use anyhow::{Context, Result};
use chrono::{NaiveDate, Utc};
use clap::Parser;
use shared::telemetry::{init_tracing, level_for};
use shared::{
    assemble, normalize_all, Config, DigestRenderer, ItemStore, ResendMailer, SummaryRecord,
    Thresholds,
};
use std::fs;
use std::path::{Path, PathBuf};
use tracing::{info, warn};

#[derive(Parser)]
#[command(name = "build-digest")]
#[command(about = "Assemble today's tiered intel digest, save it and email it")]
struct Args {
    /// Only consider summaries written in the last N hours
    #[arg(long, default_value = "24")]
    hours: i64,

    /// Skip items published more than N days ago
    #[arg(long, default_value = "7")]
    stale_days: i64,

    /// Digest date (YYYY-MM-DD), defaults to today in UTC
    #[arg(short, long)]
    date: Option<String>,

    /// Read summary records from a JSON export instead of the store
    #[arg(long)]
    pool: Option<PathBuf>,

    /// Directory for the rendered HTML
    #[arg(short, long)]
    output: Option<PathBuf>,

    /// Save and render without sending email
    #[arg(long)]
    no_email: bool,

    /// Enable debug logging
    #[arg(short, long)]
    verbose: bool,

    /// Emit JSON-formatted log lines
    #[arg(long)]
    json: bool,
}

#[tokio::main]
async fn main() -> Result<()> {
    let args = Args::parse();
    init_tracing(args.json, level_for(args.verbose));

    let config = Config::from_env()?;
    let store = ItemStore::open(&config.database_path)?;

    let date = match args.date.as_deref() {
        Some(d) => NaiveDate::parse_from_str(d, "%Y-%m-%d")
            .with_context(|| format!("Invalid date '{}'. Use YYYY-MM-DD.", d))?,
        None => Utc::now().date_naive(),
    }
    .format("%Y-%m-%d")
    .to_string();

    println!("📚 Fetching recent summaries...");
    let records = match &args.pool {
        Some(path) => load_pool_file(path)?,
        None => store.recent_summaries(Utc::now(), args.hours, args.stale_days)?,
    };
    println!("✓ Found {} summaries", records.len());

    let pool = normalize_all(records);
    let thresholds = Thresholds::from_pool(&pool);
    info!(
        items = pool.len(),
        high = thresholds.high,
        mid = thresholds.mid,
        "Derived tier thresholds"
    );

    println!("\n🧮 Building digest...");
    let tiers = assemble(&pool);
    println!("{}", DigestRenderer::digest_summary(&tiers));

    if tiers.is_empty() {
        println!("\nNothing to report for {}. Skipping save and email.", date);
        return Ok(());
    }

    println!("\n  CRITICAL UPDATES:");
    for item in &tiers.critical {
        let title: String = item.title.chars().take(55).collect();
        println!("  - [{}] {}", item.category, title);
    }

    println!("\n💾 Saving digest for {}...", date);
    store.save_digest(&date, &tiers)?;

    let html = DigestRenderer::email_html(&date, &tiers);
    let output_dir = match args.output {
        Some(dir) => dir,
        None => DigestRenderer::default_output_dir()?,
    };
    let html_path = DigestRenderer::save(&html, &output_dir, &format!("digest-{}.html", date))
        .context("Failed to save HTML digest")?;
    println!("✓ HTML saved to: {}", html_path.display());

    if args.no_email {
        println!("\n✅ Done! Email skipped (--no-email).");
        return Ok(());
    }

    println!("\n📧 Sending email...");
    let recipients = store.digest_recipients(&config.digest_email_to);
    let mailer = ResendMailer::new(
        config.require_resend_key()?.to_string(),
        config.digest_email_from.clone(),
    )?;
    if let Err(e) = mailer.send_digest(&date, &recipients, html).await {
        warn!("Digest email failed: {:#}", e);
        return Err(e.context("Failed to send digest email"));
    }
    store.mark_email_sent(&date)?;
    println!("✓ Email sent to {} recipients", recipients.len());

    println!("\n✅ Done! Digest for {} delivered.", date);
    Ok(())
}

fn load_pool_file(path: &Path) -> Result<Vec<SummaryRecord>> {
    let content = fs::read_to_string(path)
        .with_context(|| format!("Failed to read pool file: {}", path.display()))?;
    let records: Vec<SummaryRecord> = serde_json::from_str(&content).with_context(|| {
        format!(
            "Failed to parse {}. Expected a JSON array of summary records.",
            path.display()
        )
    })?;
    Ok(records)
}
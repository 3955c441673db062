use anyhow::{Context, Result};
use std::fs;
use std::path::{Path, PathBuf};

use crate::config::default_data_dir;
use crate::models::{DigestTiers, ScoredItem};

pub const CRITICAL_LABEL: &str = "Critical Updates";
pub const NOTABLE_LABEL: &str = "Industry Watch";
pub const MINOR_LABEL: &str = "Quick Hits";

pub struct DigestRenderer;

impl DigestRenderer {
    pub fn subject(date: &str) -> String {
        format!("Industry Intelligence - {}", date)
    }

    /// Inline-styled HTML for email clients. Empty tiers get no section.
    pub fn email_html(date: &str, tiers: &DigestTiers) -> String {
        let mut html = String::new();

        html.push_str("<html>\n");
        html.push_str("<body style=\"font-family: -apple-system, BlinkMacSystemFont, 'Segoe UI', Roboto, sans-serif; max-width: 600px; margin: 0 auto; padding: 20px;\">\n");
        html.push_str(&format!(
            "  <h1 style=\"color: #1a1a1a; border-bottom: 2px solid #0066cc; padding-bottom: 10px;\">{}</h1>\n",
            Self::escape_html(&Self::subject(date))
        ));

        if !tiers.critical.is_empty() {
            html.push_str(&format!(
                "  <h2 style=\"color: #cc0000;\">&#x1F6A8; {}</h2>\n",
                CRITICAL_LABEL
            ));
            for item in &tiers.critical {
                html.push_str("  <div style=\"margin-bottom: 20px; padding: 15px; background: #f8f9fa; border-left: 4px solid #cc0000;\">\n");
                html.push_str(&format!(
                    "    <h3 style=\"margin: 0 0 10px 0;\">{}{}{}</h3>\n",
                    Self::link(item, "color: #1a1a1a; text-decoration: none;"),
                    Self::badge(&item.category.as_str().to_uppercase()),
                    if item.hype_flag {
                        Self::badge("HYPE?")
                    } else {
                        String::new()
                    }
                ));
                if !item.summary.is_empty() {
                    html.push_str(&format!(
                        "    <p style=\"margin: 0 0 10px 0; color: #333;\">{}</p>\n",
                        Self::escape_html(&item.summary)
                    ));
                }
                if !item.why_it_matters.is_empty() {
                    html.push_str(&format!(
                        "    <p style=\"margin: 0; color: #666; font-style: italic;\">Impact: {}</p>\n",
                        Self::escape_html(&item.why_it_matters)
                    ));
                }
                html.push_str("  </div>\n");
            }
        }

        if !tiers.notable.is_empty() {
            html.push_str(&format!(
                "  <h2 style=\"color: #0066cc;\">&#x1F4CB; {}</h2>\n",
                NOTABLE_LABEL
            ));
            for item in &tiers.notable {
                html.push_str("  <div style=\"margin-bottom: 15px; padding: 10px; background: #f8f9fa;\">\n");
                html.push_str(&format!(
                    "    <h4 style=\"margin: 0 0 5px 0;\">{}</h4>\n",
                    Self::link(item, "color: #1a1a1a;")
                ));
                if !item.summary.is_empty() {
                    html.push_str(&format!(
                        "    <p style=\"margin: 0; color: #666; font-size: 14px;\">{}</p>\n",
                        Self::escape_html(&item.summary)
                    ));
                }
                html.push_str("  </div>\n");
            }
        }

        if !tiers.minor.is_empty() {
            html.push_str(&format!(
                "  <h2 style=\"color: #666;\">&#x26A1; {}</h2>\n  <ul>\n",
                MINOR_LABEL
            ));
            for item in &tiers.minor {
                html.push_str(&format!("    <li>{}</li>\n", Self::link(item, "")));
            }
            html.push_str("  </ul>\n");
        }

        html.push_str("  <hr style=\"margin-top: 30px; border: none; border-top: 1px solid #ddd;\">\n");
        html.push_str("  <p style=\"color: #999; font-size: 12px;\">Generated by Intel Digest</p>\n");
        html.push_str("</body>\n</html>\n");
        html
    }

    /// Markdown narrative handed to an external text-to-speech tool.
    pub fn podcast_script(date: &str, tiers: &DigestTiers) -> String {
        let mut text = String::new();

        text.push_str(&format!("# Industry Intelligence Briefing for {}\n\n", date));
        text.push_str("Welcome to your daily industry intelligence briefing covering search and rescue, aviation safety, maritime regulation, and the wider safety equipment market.\n\n");

        if !tiers.critical.is_empty() {
            text.push_str("## CRITICAL UPDATES - Must Know\n\n");
            for item in &tiers.critical {
                Self::push_story(&mut text, item, "Why this matters");
            }
        }

        if !tiers.notable.is_empty() {
            text.push_str("## INDUSTRY DEVELOPMENTS - Worth Tracking\n\n");
            for item in &tiers.notable {
                Self::push_story(&mut text, item, "Relevance");
            }
        }

        if !tiers.minor.is_empty() {
            text.push_str("## QUICK INTEL - Brief Updates\n\n");
            for item in &tiers.minor {
                if item.summary.is_empty() {
                    text.push_str(&format!("- **{}**\n", item.title));
                } else {
                    text.push_str(&format!("- **{}**: {}\n", item.title, item.summary));
                }
            }
        }

        text.push_str("\n## Wrap Up\n\n");
        text.push_str("That's your industry intelligence briefing for today. Stay ahead of regulatory changes, track competitor moves, and keep building the best safety equipment in the industry.\n");
        text
    }

    fn push_story(text: &mut String, item: &ScoredItem, impact_label: &str) {
        text.push_str(&format!("### {}\n", item.title));
        if !item.summary.is_empty() {
            text.push_str(&format!("{}\n", item.summary));
        }
        text.push('\n');
        if !item.why_it_matters.is_empty() {
            text.push_str(&format!("{}: {}\n\n", impact_label, item.why_it_matters));
        }
    }

    /// One line per tier, for console output.
    pub fn digest_summary(tiers: &DigestTiers) -> String {
        format!(
            "{}: {}\n{}: {}\n{}: {}\nTotal: {}",
            CRITICAL_LABEL,
            tiers.critical.len(),
            NOTABLE_LABEL,
            tiers.notable.len(),
            MINOR_LABEL,
            tiers.minor.len(),
            tiers.total()
        )
    }

    fn link(item: &ScoredItem, style: &str) -> String {
        let title = Self::escape_html(&item.title);
        if item.url.is_empty() {
            return title;
        }
        if style.is_empty() {
            format!("<a href=\"{}\">{}</a>", Self::escape_html(&item.url), title)
        } else {
            format!(
                "<a href=\"{}\" style=\"{}\">{}</a>",
                Self::escape_html(&item.url),
                style,
                title
            )
        }
    }

    fn badge(label: &str) -> String {
        format!(
            "<span style=\"background: #eee; padding: 2px 6px; border-radius: 3px; font-size: 11px; margin-left: 8px;\">{}</span>",
            Self::escape_html(label)
        )
    }

    fn escape_html(text: &str) -> String {
        text.replace('&', "&amp;")
            .replace('<', "&lt;")
            .replace('>', "&gt;")
            .replace('"', "&quot;")
            .replace('\'', "&#39;")
    }

    /// Default directory for rendered digests and scripts.
    pub fn default_output_dir() -> Result<PathBuf> {
        let dir = default_data_dir()?.join("digests");
        fs::create_dir_all(&dir).context("Failed to create digests directory")?;
        Ok(dir)
    }

    pub fn save(content: &str, dir: &Path, filename: &str) -> Result<PathBuf> {
        fs::create_dir_all(dir)
            .with_context(|| format!("Failed to create {}", dir.display()))?;
        let filepath = dir.join(filename);
        fs::write(&filepath, content)
            .with_context(|| format!("Failed to write {}", filepath.display()))?;
        Ok(filepath)
    }
}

_WHAT IS BEING ASKED_: Restate the data verbatim through the "let records = match" line.

_FINISHED TASK_:
use anyhow::{Context, Result};
use chrono::{NaiveDate, Utc};
use clap::Parser;
use shared::telemetry::{init_tracing, level_for};
use shared::{
    assemble, normalize_all, Config, DigestRenderer, ItemStore, ResendMailer, SummaryRecord,
    Thresholds,
};
use std::fs;
use std::path::{Path, PathBuf};
use tracing::{info, warn};

#[derive(Parser)]
#[command(name = "build-digest")]
#[command(about = "Assemble today's tiered intel digest, save it and email it")]
struct Args {
    /// Only consider summaries written in the last N hours
    #[arg(long, default_value = "24")]
    hours: i64,

    /// Skip items published more than N days ago
    #[arg(long, default_value = "7")]
    stale_days: i64,

    /// Digest date (YYYY-MM-DD), defaults to today in UTC
    #[arg(short, long)]
    date: Option<String>,

    /// Read summary records from a JSON export instead of the store
    #[arg(long)]
    pool: Option<PathBuf>,

    /// Directory for the rendered HTML
    #[arg(short, long)]
    output: Option<PathBuf>,

    /// Save and render without sending email
    #[arg(long)]
    no_email: bool,

    /// Enable debug logging
    #[arg(short, long)]
    verbose: bool,

    /// Emit JSON-formatted log lines
    #[arg(long)]
    json: bool,
}

#[tokio::main]
async fn main() -> Result<()> {
    let args = Args::parse();
    init_tracing(args.json, level_for(args.verbose));

    let config = Config::from_env()?;
    let store = ItemStore::open(&config.database_path)?;

    let date = match args.date.as_deref() {
        Some(d) => NaiveDate::parse_from_str(d, "%Y-%m-%d")
            .with_context(|| format!("Invalid date '{}'. Use YYYY-MM-DD.", d))?,
        None => Utc::now().date_naive(),
    }
    .format("%Y-%m-%d")
    .to_string();

    println!("📚 Fetching recent summaries...");
    let records = match &args.pool {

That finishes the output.